- **Directions**
Word for word, repeat the lines of the records from the one containing "pub mod expand;" through the last line, both included.

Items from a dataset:
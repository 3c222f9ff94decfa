//! # recurrence-engine
//!
//! Deterministic recurrence rule engine for groupware calendars.
//!
//! The engine encodes a calendar event's repetition pattern into a
//! compact persisted form, decodes it back (repairing old bad data as it
//! goes), validates user-submitted rules strictly, and expands a rule
//! into the ordered sequence of concrete occurrence instants — subject to
//! per-occurrence exceptions, explicit or implicit end conditions, and
//! positional lookups in both directions. A companion classifier decides
//! what kind of mutation an incoming edit represents by diffing the
//! submitted pattern against the stored one.
//!
//! Everything is purely computational: no system clock, no I/O, no
//! shared mutable state. Inputs are borrowed immutably, so the same rule
//! may be expanded concurrently by independent callers.
//!
//! ## Modules
//!
//! - [`rule`] — the data model: rule kinds, weekday sets and selectors,
//!   exception sets, timezone-relative normalization
//! - [`codec`] — pattern string ↔ rule, with read-path auto-correction
//! - [`validate`] — strict write-path field validation
//! - [`expand`] — rule + exceptions → concrete occurrences
//! - [`lookup`] — position → date and date → position helpers
//! - [`classify`] — edit + stored series → update action
//! - [`error`] — error types

pub mod classify;
pub mod codec;
pub mod error;
pub mod expand;
pub mod lookup;
pub mod rule;
pub mod validate;

pub use classify::{
    classify_update, OccurrenceTarget, PartialRuleEdit, StoredSeries, UpdateAction,
    UpdateDecision,
};
pub use codec::{decode, encode};
pub use error::{RecurrenceError, Result};
pub use expand::{expand, ExpandOptions, RecurringResult, RecurringResults};
pub use lookup::{date_to_position, position_to_date};
pub use rule::{
    ExceptionSet, RecurrenceKind, RecurrenceRule, WeekdaySelector, WeekdaySet,
};
pub use validate::validate;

- **Final answer**
pub mod expand;
pub mod lookup;
pub mod rule;
pub mod validate;

pub use classify::{
    classify_update, OccurrenceTarget, PartialRuleEdit, StoredSeries, UpdateAction,
    UpdateDecision,
};
pub use codec::{decode, encode};
pub use error::{RecurrenceError, Result};
pub use expand::{expand, ExpandOptions, RecurringResult, RecurringResults};
pub use lookup::{date_to_position, position_to_date};
pub use rule::{
    ExceptionSet, RecurrenceKind, RecurrenceRule, WeekdaySelector, WeekdaySet,
};
pub use validate::validate;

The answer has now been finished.